[Opening Recorded data section]
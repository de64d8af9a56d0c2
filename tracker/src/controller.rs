use std::sync::Arc;
use tracing::{debug, info};

use crate::{
    FaceObservation, MotorActuator, MotorCommand, Presence, Result, StopHandle, TrackerConfig,
    TrackerError, TrackingListener, TrackingSession, Transition, steer,
};

/// Result of one [`TrackingController::process_tick`] call.
///
/// Hosts that prefer queued dispatch over [`TrackingListener`] callbacks can
/// act on `transition` and `issued` directly.
#[derive(Clone, Copy, Debug, PartialEq, Eq)]
pub struct TickOutcome {
    /// Presence after the tick.
    pub presence: Presence,
    /// Command in effect after the tick, `None` while idle and absent.
    pub decision: Option<MotorCommand>,
    /// Command actually sent to the actuator this tick.
    pub issued: Option<MotorCommand>,
    /// Presence edge crossed this tick, if any.
    pub transition: Option<Transition>,
    /// A listener requested a stop during this tick and the session has
    /// ended. `issued` is then the final STOP and `presence` is absent.
    pub stopped: bool,
}

/// Turns a stream of face observations into motor commands.
///
/// The controller is driven by exactly one caller. Ticks must be delivered
/// serially and in arrival order; a concurrent source has to funnel them
/// through a single queue first.
///
/// # Examples
/// ```
/// use std::sync::Arc;
/// use tracker::{FaceObservation, NoopActuator, Presence, TrackerConfig, TrackingController};
///
/// let mut controller = TrackingController::new(TrackerConfig::default(), Arc::new(NoopActuator));
/// controller.start_session().unwrap();
/// let outcome = controller
///     .process_tick(Some(FaceObservation::new(0.0, 0.1)))
///     .unwrap();
/// assert_eq!(outcome.presence, Presence::Present);
/// controller.stop_session();
/// ```
pub struct TrackingController {
    config: TrackerConfig,
    actuator: Arc<dyn MotorActuator>,
    listeners: Vec<Arc<dyn TrackingListener>>,
    session: Option<TrackingSession>,
    stop: StopHandle,
}

impl TrackingController {
    /// Create an idle controller writing to `actuator`.
    ///
    /// `config` is validated by [`start_session`](Self::start_session).
    pub fn new(config: TrackerConfig, actuator: Arc<dyn MotorActuator>) -> Self {
        Self {
            config,
            actuator,
            listeners: Vec::new(),
            session: None,
            stop: StopHandle::default(),
        }
    }

    /// Register a listener for acquisition and loss notifications.
    pub fn add_listener(&mut self, listener: Arc<dyn TrackingListener>) {
        self.listeners.push(listener);
    }

    pub fn config(&self) -> &TrackerConfig {
        &self.config
    }

    /// Snapshot of the running session, if any.
    pub fn session(&self) -> Option<&TrackingSession> {
        self.session.as_ref()
    }

    pub fn is_running(&self) -> bool {
        self.session.is_some()
    }

    /// Handle that lets listeners or other owners request a stop.
    pub fn stop_handle(&self) -> StopHandle {
        self.stop.clone()
    }

    /// Validate the configuration and begin tracking in the absent state.
    ///
    /// Issues STOP so the actuator starts from a known state. Calling this on
    /// a running session changes nothing.
    pub fn start_session(&mut self) -> Result<()> {
        if self.session.is_some() {
            return Ok(());
        }
        self.config.validate()?;
        self.stop.take();
        self.session = Some(TrackingSession::new());
        info!(config = ?self.config, "tracking session started");
        self.issue(MotorCommand::Stop);
        Ok(())
    }

    /// Stop the motors and discard the session. Safe in any state.
    pub fn stop_session(&mut self) {
        self.stop.take();
        self.issue(MotorCommand::Stop);
        if self.session.take().is_some() {
            info!("tracking session stopped");
        }
    }

    /// Process one detector cycle.
    ///
    /// `observation` is `None` when the frame contained no face or the frame
    /// never arrived. Fails only with [`TrackerError::NotStarted`].
    pub fn process_tick(&mut self, observation: Option<FaceObservation>) -> Result<TickOutcome> {
        if self.stop.take() {
            self.stop_session();
        }
        let session = self.session.as_mut().ok_or(TrackerError::NotStarted)?;

        let (transition, decision) = match observation {
            Some(obs) => (session.observe(), Some(steer(&obs, &self.config))),
            None => match session.miss(self.config.loss_timeout_ticks) {
                Some(lost) => (Some(lost), Some(MotorCommand::Stop)),
                None if session.presence() == Presence::Present => {
                    debug!(
                        missed = session.missed_ticks(),
                        "face missing, holding last command"
                    );
                    (None, Some(session.last_command()))
                }
                None => (None, None),
            },
        };

        let issued = match (transition, decision) {
            // Loss always ends with an explicit STOP.
            (Some(Transition::Lost), _) => {
                session.decide(MotorCommand::Stop);
                Some(MotorCommand::Stop)
            }
            (_, Some(command)) => session.decide(command).then_some(command),
            (_, None) => None,
        };
        let presence = session.presence();

        if let Some(command) = issued {
            self.issue(command);
        }
        if let Some(transition) = transition {
            self.notify(transition);
        }
        if self.stop.take() {
            self.stop_session();
            return Ok(TickOutcome {
                presence: Presence::Absent,
                decision: Some(MotorCommand::Stop),
                issued: Some(MotorCommand::Stop),
                transition,
                stopped: true,
            });
        }

        Ok(TickOutcome {
            presence,
            decision,
            issued,
            transition,
            stopped: false,
        })
    }

    fn issue(&self, command: MotorCommand) {
        debug!(%command, "issuing motor command");
        self.actuator.set_motor_state(command);
    }

    fn notify(&self, transition: Transition) {
        match transition {
            Transition::Acquired => {
                info!("target acquired");
                for listener in &self.listeners {
                    listener.on_target_acquired();
                }
            }
            Transition::Lost => {
                info!(
                    timeout = self.config.loss_timeout_ticks,
                    "target lost"
                );
                for listener in &self.listeners {
                    listener.on_target_lost();
                }
            }
        }
    }
}
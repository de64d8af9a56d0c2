mod actuator;
mod listener;

pub use actuator::{MotorActuator, NoopActuator};
pub use listener::{StopHandle, TrackingListener};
[Closing Recorded data section]
_Exercise:_ The lines above should be duplicated exactly.

_Result of this task:_
repository de64d8af9a56d0c2
filename tracker/src/controller.rs
use std::sync::Arc;
use tracing::{debug, info};

use crate::{
    FaceObservation, MotorActuator, MotorCommand, Presence, Result, StopHandle, TrackerConfig,
    TrackerError, TrackingListener, TrackingSession, Transition, steer,
};

/// Result of one [`TrackingController::process_tick`] call.
///
/// Hosts that prefer queued dispatch over [`TrackingListener`] callbacks can
/// act on `transition` and `issued` directly.
#[derive(Clone, Copy, Debug, PartialEq, Eq)]
pub struct TickOutcome {
    /// Presence after the tick.
    pub presence: Presence,
    /// Command in effect after the tick, `None` while idle and absent.
    pub decision: Option<MotorCommand>,
    /// Command actually sent to the actuator this tick.
    pub issued: Option<MotorCommand>,
    /// Presence edge crossed this tick, if any.
    pub transition: Option<Transition>,
    /// A listener requested a stop during this tick and the session has
    /// ended. `issued` is then the final STOP and `presence` is absent.
    pub stopped: bool,
}

/// Turns a stream of face observations into motor commands.
///
/// The controller is driven by exactly one caller. Ticks must be delivered
/// serially and in arrival order; a concurrent source has to funnel them
/// through a single queue first.
///
/// # Examples
/// ```
/// use std::sync::Arc;
/// use tracker::{FaceObservation, NoopActuator, Presence, TrackerConfig, TrackingController};
///
/// let mut controller = TrackingController::new(TrackerConfig::default(), Arc::new(NoopActuator));
/// controller.start_session().unwrap();
/// let outcome = controller
///     .process_tick(Some(FaceObservation::new(0.0, 0.1)))
///     .unwrap();
/// assert_eq!(outcome.presence, Presence::Present);
/// controller.stop_session();
/// ```
pub struct TrackingController {
    config: TrackerConfig,
    actuator: Arc<dyn MotorActuator>,
    listeners: Vec<Arc<dyn TrackingListener>>,
    session: Option<TrackingSession>,
    stop: StopHandle,
}

impl TrackingController {
    /// Create an idle controller writing to `actuator`.
    ///
    /// `config` is validated by [`start_session`](Self::start_session).
    pub fn new(config: TrackerConfig, actuator: Arc<dyn MotorActuator>) -> Self {
        Self {
            config,
            actuator,
            listeners: Vec::new(),
            session: None,
            stop: StopHandle::default(),
        }
    }

    /// Register a listener for acquisition and loss notifications.
    pub fn add_listener(&mut self, listener: Arc<dyn TrackingListener>) {
        self.listeners.push(listener);
    }

    pub fn config(&self) -> &TrackerConfig {
        &self.config
    }

    /// Snapshot of the running session, if any.
    pub fn session(&self) -> Option<&TrackingSession> {
        self.session.as_ref()
    }

    pub fn is_running(&self) -> bool {
        self.session.is_some()
    }

    /// Handle that lets listeners or other owners request a stop.
    pub fn stop_handle(&self) -> StopHandle {
        self.stop.clone()
    }

    /// Validate the configuration and begin tracking in the absent state.
    ///
    /// Issues STOP so the actuator starts from a known state. Calling this on
    /// a running session changes nothing.
    pub fn start_session(&mut self) -> Result<()> {
        if self.session.is_some() {
            return Ok(());
        }
        self.config.validate()?;
        self.stop.take();
        self.session = Some(TrackingSession::new());
        info!(config = ?self.config, "tracking session started");
        self.issue(MotorCommand::Stop);
        Ok(())
    }

    /// Stop the motors and discard the session. Safe in any state.
    pub fn stop_session(&mut self) {
        self.stop.take();
        self.issue(MotorCommand::Stop);
        if self.session.take().is_some() {
            info!("tracking session stopped");
        }
    }

    /// Process one detector cycle.
    ///
    /// `observation` is `None` when the frame contained no face or the frame
    /// never arrived. Fails only with [`TrackerError::NotStarted`].
    pub fn process_tick(&mut self, observation: Option<FaceObservation>) -> Result<TickOutcome> {
        if self.stop.take() {
            self.stop_session();
        }
        let session = self.session.as_mut().ok_or(TrackerError::NotStarted)?;

        let (transition, decision) = match observation {
            Some(obs) => (session.observe(), Some(steer(&obs, &self.config))),
            None => match session.miss(self.config.loss_timeout_ticks) {
                Some(lost) => (Some(lost), Some(MotorCommand::Stop)),
                None if session.presence() == Presence::Present => {
                    debug!(
                        missed = session.missed_ticks(),
                        "face missing, holding last command"
                    );
                    (None, Some(session.last_command()))
                }
                None => (None, None),
            },
        };

        let issued = match (transition, decision) {
            // Loss always ends with an explicit STOP.
            (Some(Transition::Lost), _) => {
                session.decide(MotorCommand::Stop);
                Some(MotorCommand::Stop)
            }
            (_, Some(command)) => session.decide(command).then_some(command),
            (_, None) => None,
        };
        let presence = session.presence();

        if let Some(command) = issued {
            self.issue(command);
        }
        if let Some(transition) = transition {
            self.notify(transition);
        }
        if self.stop.take() {
            self.stop_session();
            return Ok(TickOutcome {
                presence: Presence::Absent,
                decision: Some(MotorCommand::Stop),
                issued: Some(MotorCommand::Stop),
                transition,
                stopped: true,
            });
        }

        Ok(TickOutcome {
            presence,
            decision,
            issued,
            transition,
            stopped: false,
        })
    }

    fn issue(&self, command: MotorCommand) {
        debug!(%command, "issuing motor command");
        self.actuator.set_motor_state(command);
    }

    fn notify(&self, transition: Transition) {
        match transition {
            Transition::Acquired => {
                info!("target acquired");
                for listener in &self.listeners {
                    listener.on_target_acquired();
                }
            }
            Transition::Lost => {
                info!(
                    timeout = self.config.loss_timeout_ticks,
                    "target lost"
                );
                for listener in &self.listeners {
                    listener.on_target_lost();
                }
            }
        }
    }
}
repository de64d8af9a56d0c2
mod actuator;
mod listener;

pub use actuator::{MotorActuator, NoopActuator};
pub use listener::{StopHandle, TrackingListener};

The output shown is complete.